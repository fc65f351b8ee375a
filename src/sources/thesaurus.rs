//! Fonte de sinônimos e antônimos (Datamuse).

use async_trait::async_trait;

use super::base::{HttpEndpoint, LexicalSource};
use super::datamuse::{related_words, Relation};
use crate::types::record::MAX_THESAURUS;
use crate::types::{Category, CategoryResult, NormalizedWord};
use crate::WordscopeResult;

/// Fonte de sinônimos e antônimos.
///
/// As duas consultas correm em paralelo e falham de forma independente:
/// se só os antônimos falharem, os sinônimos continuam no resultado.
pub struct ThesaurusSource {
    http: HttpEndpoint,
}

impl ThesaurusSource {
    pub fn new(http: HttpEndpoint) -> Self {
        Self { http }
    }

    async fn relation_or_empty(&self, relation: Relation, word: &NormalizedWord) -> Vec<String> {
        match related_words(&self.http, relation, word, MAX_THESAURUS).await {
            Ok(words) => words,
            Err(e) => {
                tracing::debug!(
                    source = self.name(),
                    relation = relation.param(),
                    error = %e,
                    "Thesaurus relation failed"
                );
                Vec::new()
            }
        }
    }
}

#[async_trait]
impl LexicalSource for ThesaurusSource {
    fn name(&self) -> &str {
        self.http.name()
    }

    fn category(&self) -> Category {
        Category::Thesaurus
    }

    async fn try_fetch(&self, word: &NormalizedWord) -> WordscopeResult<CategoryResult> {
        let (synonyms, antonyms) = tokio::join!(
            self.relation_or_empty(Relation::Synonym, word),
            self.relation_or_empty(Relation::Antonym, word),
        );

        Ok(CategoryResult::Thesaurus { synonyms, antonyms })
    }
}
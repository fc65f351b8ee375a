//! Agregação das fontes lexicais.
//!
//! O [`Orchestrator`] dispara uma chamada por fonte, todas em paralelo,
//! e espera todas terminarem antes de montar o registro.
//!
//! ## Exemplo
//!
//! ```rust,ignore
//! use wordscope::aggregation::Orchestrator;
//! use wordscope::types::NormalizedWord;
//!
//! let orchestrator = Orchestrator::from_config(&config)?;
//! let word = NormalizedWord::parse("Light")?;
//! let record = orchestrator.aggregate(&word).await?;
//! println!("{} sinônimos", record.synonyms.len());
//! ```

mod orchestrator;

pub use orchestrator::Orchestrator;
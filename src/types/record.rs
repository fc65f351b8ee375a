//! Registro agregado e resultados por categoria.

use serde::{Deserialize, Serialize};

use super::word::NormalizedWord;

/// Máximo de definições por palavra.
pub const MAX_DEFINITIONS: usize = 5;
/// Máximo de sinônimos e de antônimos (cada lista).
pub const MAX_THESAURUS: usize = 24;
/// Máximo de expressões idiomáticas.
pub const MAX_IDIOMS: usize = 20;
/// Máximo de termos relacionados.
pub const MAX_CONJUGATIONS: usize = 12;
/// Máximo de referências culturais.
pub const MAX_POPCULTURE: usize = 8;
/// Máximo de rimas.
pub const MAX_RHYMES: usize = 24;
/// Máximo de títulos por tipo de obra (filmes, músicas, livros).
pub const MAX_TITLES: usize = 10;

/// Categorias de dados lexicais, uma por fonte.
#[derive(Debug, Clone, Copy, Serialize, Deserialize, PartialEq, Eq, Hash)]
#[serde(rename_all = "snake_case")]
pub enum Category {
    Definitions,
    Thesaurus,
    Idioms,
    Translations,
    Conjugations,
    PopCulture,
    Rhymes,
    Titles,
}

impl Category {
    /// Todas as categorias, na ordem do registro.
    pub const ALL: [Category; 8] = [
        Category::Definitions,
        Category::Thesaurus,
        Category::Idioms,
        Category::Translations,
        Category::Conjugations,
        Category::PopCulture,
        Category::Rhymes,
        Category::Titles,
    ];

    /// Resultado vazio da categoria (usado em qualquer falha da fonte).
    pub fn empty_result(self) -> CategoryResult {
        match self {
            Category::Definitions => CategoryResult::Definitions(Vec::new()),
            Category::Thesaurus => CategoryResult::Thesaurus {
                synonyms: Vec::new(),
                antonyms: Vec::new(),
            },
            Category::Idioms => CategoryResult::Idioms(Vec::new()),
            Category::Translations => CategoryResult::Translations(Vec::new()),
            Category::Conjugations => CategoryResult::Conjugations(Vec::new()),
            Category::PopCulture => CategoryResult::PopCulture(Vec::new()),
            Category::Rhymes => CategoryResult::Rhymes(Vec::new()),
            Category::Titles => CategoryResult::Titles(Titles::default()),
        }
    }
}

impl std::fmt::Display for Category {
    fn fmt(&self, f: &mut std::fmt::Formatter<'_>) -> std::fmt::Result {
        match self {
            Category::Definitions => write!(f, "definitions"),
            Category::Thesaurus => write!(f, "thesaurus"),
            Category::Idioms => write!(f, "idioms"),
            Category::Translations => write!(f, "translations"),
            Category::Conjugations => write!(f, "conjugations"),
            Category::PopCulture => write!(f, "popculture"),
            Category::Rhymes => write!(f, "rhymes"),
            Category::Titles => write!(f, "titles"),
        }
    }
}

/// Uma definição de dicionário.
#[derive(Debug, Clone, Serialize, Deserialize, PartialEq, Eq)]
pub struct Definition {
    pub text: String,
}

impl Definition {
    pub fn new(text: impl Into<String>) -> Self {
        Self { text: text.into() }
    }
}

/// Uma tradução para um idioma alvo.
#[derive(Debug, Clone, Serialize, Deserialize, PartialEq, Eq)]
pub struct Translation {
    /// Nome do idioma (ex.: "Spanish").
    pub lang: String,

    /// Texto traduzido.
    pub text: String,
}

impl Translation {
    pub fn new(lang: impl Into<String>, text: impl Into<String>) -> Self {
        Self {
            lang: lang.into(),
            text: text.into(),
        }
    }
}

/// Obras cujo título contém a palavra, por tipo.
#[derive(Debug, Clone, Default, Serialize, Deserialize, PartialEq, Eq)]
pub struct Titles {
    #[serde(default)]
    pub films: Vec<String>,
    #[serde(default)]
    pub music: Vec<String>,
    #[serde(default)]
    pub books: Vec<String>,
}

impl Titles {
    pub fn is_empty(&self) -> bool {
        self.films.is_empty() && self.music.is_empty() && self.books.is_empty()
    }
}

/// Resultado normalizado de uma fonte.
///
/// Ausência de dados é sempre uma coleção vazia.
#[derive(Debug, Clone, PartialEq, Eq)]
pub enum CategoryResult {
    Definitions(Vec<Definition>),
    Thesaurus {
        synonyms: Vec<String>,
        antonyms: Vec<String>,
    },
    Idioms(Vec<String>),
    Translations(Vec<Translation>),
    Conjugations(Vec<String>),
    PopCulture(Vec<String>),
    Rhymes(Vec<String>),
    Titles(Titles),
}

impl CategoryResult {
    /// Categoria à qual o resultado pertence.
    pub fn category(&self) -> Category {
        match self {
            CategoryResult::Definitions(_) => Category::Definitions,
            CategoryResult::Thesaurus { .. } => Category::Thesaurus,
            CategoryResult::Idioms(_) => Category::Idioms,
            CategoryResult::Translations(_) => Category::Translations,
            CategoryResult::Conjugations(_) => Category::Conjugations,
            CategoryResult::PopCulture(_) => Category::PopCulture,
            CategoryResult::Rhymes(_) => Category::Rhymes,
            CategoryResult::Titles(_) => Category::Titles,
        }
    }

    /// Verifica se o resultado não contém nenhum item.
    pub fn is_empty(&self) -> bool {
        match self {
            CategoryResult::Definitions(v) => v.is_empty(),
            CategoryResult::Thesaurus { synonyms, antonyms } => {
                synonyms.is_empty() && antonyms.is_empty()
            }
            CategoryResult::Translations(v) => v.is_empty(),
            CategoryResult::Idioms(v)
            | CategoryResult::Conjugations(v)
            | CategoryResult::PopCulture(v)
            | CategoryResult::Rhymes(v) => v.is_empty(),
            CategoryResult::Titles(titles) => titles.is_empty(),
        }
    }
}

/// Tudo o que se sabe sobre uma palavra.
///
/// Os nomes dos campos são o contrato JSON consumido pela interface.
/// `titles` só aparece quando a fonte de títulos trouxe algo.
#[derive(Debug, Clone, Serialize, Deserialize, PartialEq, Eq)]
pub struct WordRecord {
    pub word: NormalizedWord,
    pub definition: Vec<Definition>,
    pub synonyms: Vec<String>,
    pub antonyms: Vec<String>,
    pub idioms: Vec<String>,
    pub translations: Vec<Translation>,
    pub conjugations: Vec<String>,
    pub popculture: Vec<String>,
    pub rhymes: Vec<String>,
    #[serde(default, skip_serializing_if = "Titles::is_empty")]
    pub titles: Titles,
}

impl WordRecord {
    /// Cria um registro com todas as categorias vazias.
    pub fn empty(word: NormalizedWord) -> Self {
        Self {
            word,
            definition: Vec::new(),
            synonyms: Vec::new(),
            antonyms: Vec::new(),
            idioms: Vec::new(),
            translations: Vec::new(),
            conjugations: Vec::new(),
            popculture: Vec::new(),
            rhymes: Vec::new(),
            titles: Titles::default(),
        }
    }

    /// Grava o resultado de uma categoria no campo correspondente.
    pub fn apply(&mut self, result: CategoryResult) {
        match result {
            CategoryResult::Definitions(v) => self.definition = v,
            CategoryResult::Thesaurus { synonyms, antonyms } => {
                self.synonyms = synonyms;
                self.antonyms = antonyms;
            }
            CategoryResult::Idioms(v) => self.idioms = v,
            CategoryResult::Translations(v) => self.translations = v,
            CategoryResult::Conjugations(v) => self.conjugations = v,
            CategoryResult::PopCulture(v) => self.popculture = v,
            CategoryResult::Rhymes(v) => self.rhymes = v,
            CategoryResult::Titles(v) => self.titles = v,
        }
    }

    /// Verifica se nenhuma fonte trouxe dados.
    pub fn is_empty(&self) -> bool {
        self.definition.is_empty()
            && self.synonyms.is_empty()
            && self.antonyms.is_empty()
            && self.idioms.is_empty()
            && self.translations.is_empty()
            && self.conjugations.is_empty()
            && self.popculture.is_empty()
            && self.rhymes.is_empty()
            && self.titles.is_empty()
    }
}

::::::

PROBLEM DESCRIPTION:
Each line above that includes the word "lexicais" is to be copied.

SOLUTION FOR THIS PROBLEM:
//! Agregação das fontes lexicais.
/// Categorias de dados lexicais, uma por fonte.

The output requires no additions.